We are living in a time of shadows. What is ugly in our world is rising out of the basement where we have locked it up for a long time. Countries, communities, and individuals are divided into extremes: left and right, rich and poor, citizen and foreigner, Muslim and Christian, ruler and rebel, employer and employee, man and woman, all of us with vastly different points of view that seem never to agree. This is creating panic and confusion.

As an Iraqi-born Muslim American who has worked most of her life in service to victims of war, especially women, I have lived through instability and unrest, have known dictators and world leaders, have dodged snipers’ bullets and fought for justice. I have tried to address some of the world’s rights and wrongs through my humanitarian work in war zones and later in my media projects that shared some of the struggles and triumphs of people around the world.I know conflict, struggle, and division intimately. And I have learned that when we lead with fear and anger, we eventually become the very aggressors we are fighting against. We become what we despise.

This is especially important to understand right now. All over the world, we are pointing our fingers in fear and anger at perceived enemies and aggressors around us. Afraid and bewildered, we are searching for the “other” to confront. Indeed, there are plenty of people we could point fingers at. We can point at the people who voted for Trump or Brexit or in the referendums in Catalonia or Kurdistan. We can point at the mass migration from Syria or the destabilizing force of Russia. Or we can point our fingers closer to home, at people who practice different religious customs than we do, at bosses who block our progress, or at family members who abuse us.

But it’s time to ask, “Now what?” Now that we see ourselves pointing our fingers in accusation at one another, what do we do about this turmoil?
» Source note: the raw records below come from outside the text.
use std::sync::Arc;

use docmap_bson::Value;
use docmap_core::metadata::{EntityType, Navigation, Property};
use docmap_core::update::EntityState::{Added, Modified, Unchanged};
use docmap_core::{
    ChangeTracker, EntityState, EntityTypeBuilder, EntryId, MemoryChangeTracker, ModelOptions, NativeValue,
    NavigationBuilder, NavigationValue, PropertyBuilder, SerializerResolver, StaticType, TranslatorOptions,
    UpdateTranslator, WriteOperation,
};
use proptest::prelude::*;
use proptest::sample::subsequence;

fn item_type() -> Arc<EntityType> {
    Arc::new(
        EntityTypeBuilder::owned("Item")
            .property(PropertyBuilder::new("OwnerId", StaticType::I32).owner_key())
            .property(PropertyBuilder::new("Ordinal", StaticType::I32).ordinal_key())
            .property(PropertyBuilder::new("Sku", StaticType::String))
            .build(&ModelOptions::default())
            .unwrap(),
    )
}

fn order_type(item: Arc<EntityType>) -> Arc<EntityType> {
    Arc::new(
        EntityTypeBuilder::new("Order")
            .property(PropertyBuilder::new("Id", StaticType::I32))
            .navigation(NavigationBuilder::many("Items", item))
            .build(&ModelOptions::default())
            .unwrap(),
    )
}

/// Fails the moment two members of `members` hold the same ordinal.
struct Watched {
    inner: MemoryChangeTracker,
    members: Vec<EntryId>,
}

impl Watched {
    fn check(&self) {
        let ordinals: Vec<&NativeValue> = self
            .members
            .iter()
            .filter_map(|&e| self.inner.value(e, "Ordinal"))
            .collect();
        for (i, a) in ordinals.iter().enumerate() {
            assert!(!ordinals[i + 1..].contains(a), "ordinal {a:?} held twice");
        }
    }
}

impl ChangeTracker for Watched {
    fn entity_type(&self, entry: EntryId) -> Arc<EntityType> {
        self.inner.entity_type(entry)
    }

    fn state(&self, entry: EntryId) -> EntityState {
        self.inner.state(entry)
    }

    fn current_value(&self, entry: EntryId, property: &Property) -> NativeValue {
        self.inner.current_value(entry, property)
    }

    fn original_value(&self, entry: EntryId, property: &Property) -> NativeValue {
        self.inner.original_value(entry, property)
    }

    fn is_modified(&self, entry: EntryId, property: &Property) -> bool {
        self.inner.is_modified(entry, property)
    }

    fn has_temporary_value(&self, entry: EntryId, property: &Property) -> bool {
        self.inner.has_temporary_value(entry, property)
    }

    fn set_store_generated_value(&mut self, entry: EntryId, property: &Property, value: NativeValue) {
        self.inner.set_store_generated_value(entry, property, value);
        self.check();
    }

    fn set_temporary_value(&mut self, entry: EntryId, property: &Property, value: NativeValue) {
        self.inner.set_temporary_value(entry, property, value);
        self.check();
    }

    fn navigation_value(&self, entry: EntryId, navigation: &Navigation) -> NavigationValue {
        self.inner.navigation_value(entry, navigation)
    }

    fn original_navigation_value(&self, entry: EntryId, navigation: &Navigation) -> NavigationValue {
        self.inner.original_navigation_value(entry, navigation)
    }
}

/// Persisted item count, surviving items in their new order, appended count.
fn edits() -> impl Strategy<Value = (usize, Vec<usize>, usize)> {
    (1usize..8).prop_flat_map(|n| {
        (
            Just(n),
            subsequence((0..n).collect::<Vec<_>>(), 0..=n).prop_shuffle(),
            0usize..3,
        )
    })
}

fn sku(value: Option<&NativeValue>) -> String {
    match value {
        Some(NativeValue::String(s)) => s.clone(),
        other => panic!("unexpected sku {other:?}"),
    }
}

proptest! {
    #[test]
    fn ordinals_end_up_as_positions((persisted, kept, appended) in edits()) {
        let item = item_type();
        let mut inner = MemoryChangeTracker::new();
        let order = inner.track(order_type(item.clone()), Unchanged, [("Id", NativeValue::I32(1))]);
        let items: Vec<EntryId> = (0..persisted)
            .map(|i| {
                let ordinal = i32::try_from(i + 1).unwrap();
                inner.track(
                    item.clone(),
                    Unchanged,
                    [
                        ("OwnerId", NativeValue::I32(1)),
                        ("Ordinal", NativeValue::I32(ordinal)),
                        ("Sku", NativeValue::from(format!("p{i}"))),
                    ],
                )
            })
            .collect();
        let original = inner.new_collection(items.clone());
        inner.set_navigation(order, "Items", original);
        inner.accept_all_changes();

        let mut members: Vec<EntryId> = kept.iter().map(|&i| items[i]).collect();
        for i in 0..appended {
            let new = inner.track(
                item.clone(),
                Added,
                [
                    ("OwnerId", NativeValue::I32(1)),
                    ("Ordinal", NativeValue::I32(0)),
                    ("Sku", NativeValue::from(format!("n{i}"))),
                ],
            );
            inner.mark_temporary(new, "Ordinal");
            members.push(new);
        }
        let current = inner.new_collection(members.clone());
        inner.set_navigation(order, "Items", current);
        inner.set_state(order, Modified);

        let mut tracker = Watched { inner, members: members.clone() };
        let resolver = SerializerResolver::new();
        let update = UpdateTranslator::new(&resolver, TranslatorOptions::default())
            .translate(&mut tracker, order)
            .unwrap()
            .unwrap();

        for (position, &member) in members.iter().enumerate() {
            let expected = NativeValue::I32(i32::try_from(position + 1).unwrap());
            prop_assert_eq!(tracker.inner.value(member, "Ordinal"), Some(&expected));
            prop_assert!(!tracker.inner.is_temporary(member, "Ordinal"));
        }

        let WriteOperation::Update { update, .. } = update.operation else {
            panic!("expected an update");
        };
        let written = update.get_document("$set").and_then(|set| set.get("Items")).cloned();
        let moved = kept.iter().enumerate().any(|(position, &i)| position != i);
        let non_empty = !members.is_empty();
        prop_assert_eq!(written.is_some(), !non_empty || moved || appended > 0);
        if let Some(Value::Array(docs)) = written {
            let skus: Vec<String> = docs
                .iter()
                .map(|d| match d {
                    Value::Document(d) => d.get("Sku").and_then(Value::as_str).unwrap_or_default().to_owned(),
                    _ => String::new(),
                })
                .collect();
            let expected: Vec<String> = members.iter().map(|&m| sku(tracker.inner.value(m, "Sku"))).collect();
            prop_assert_eq!(skus, expected);
        }
    }
}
Each life, each place, each culture, each individual has the good, the bad, and the ugly within it. We all have a story, and it’s usually complex. When we demonize or idealize anyone, we remove ourselves from the picture and oversimplify the situation. We do it when we think all Afghan men are oppressive and all Canadians are peacemakers or when we say all conservatives are closed-minded and cruel whereas all liberals are open-minded and compassionate. We do it when we think all male bosses are bullies and all female bosses are role models. These generalizations may be convenient, and some may contain a grain of truth, but they cannot be fully true. When we demonize or idealize, we lose any sense that we also carry the good, the bad, and the ugly in us as well. We lose sight of the fact that we all have a story. And from our stories we all make choices.

We need to find another way to deal with our panic and confusion. We need not only to talk about what is wrong with our world but also to find a way to talk to one another and cross the divides. In the West, many of us want to be the hero of our own movie. We want to see ourselves on the side of the good. It’s a noble inclination, but we don’t always see the whole picture. We don’t understand what’s at stake for the other side. And we certainly don’t understand our role in it. What have we done ourselves, as good people, as innocent, caring people, to encourage this troubling division and turmoil?

We need a new language to connect with those we consider “other,” different from us, and whose actions we find hard to comprehend. Because unless we know what it means to be a hero in all the small ways of our lives — in our marriages and families, in our work and social lives, and in how we account for our past actions and current values — we will not become that hero we fantasize about. If we talk only about the big stories and big traumas out there, we can easily hide from our own stories and our own shadows inside ourselves. Our reactivity and self-righteousness will create more division, turmoil, anger, or hatred. Then, we become the polarizing force. As we stab our fingers at “the enemy,” we ourselves create enemies.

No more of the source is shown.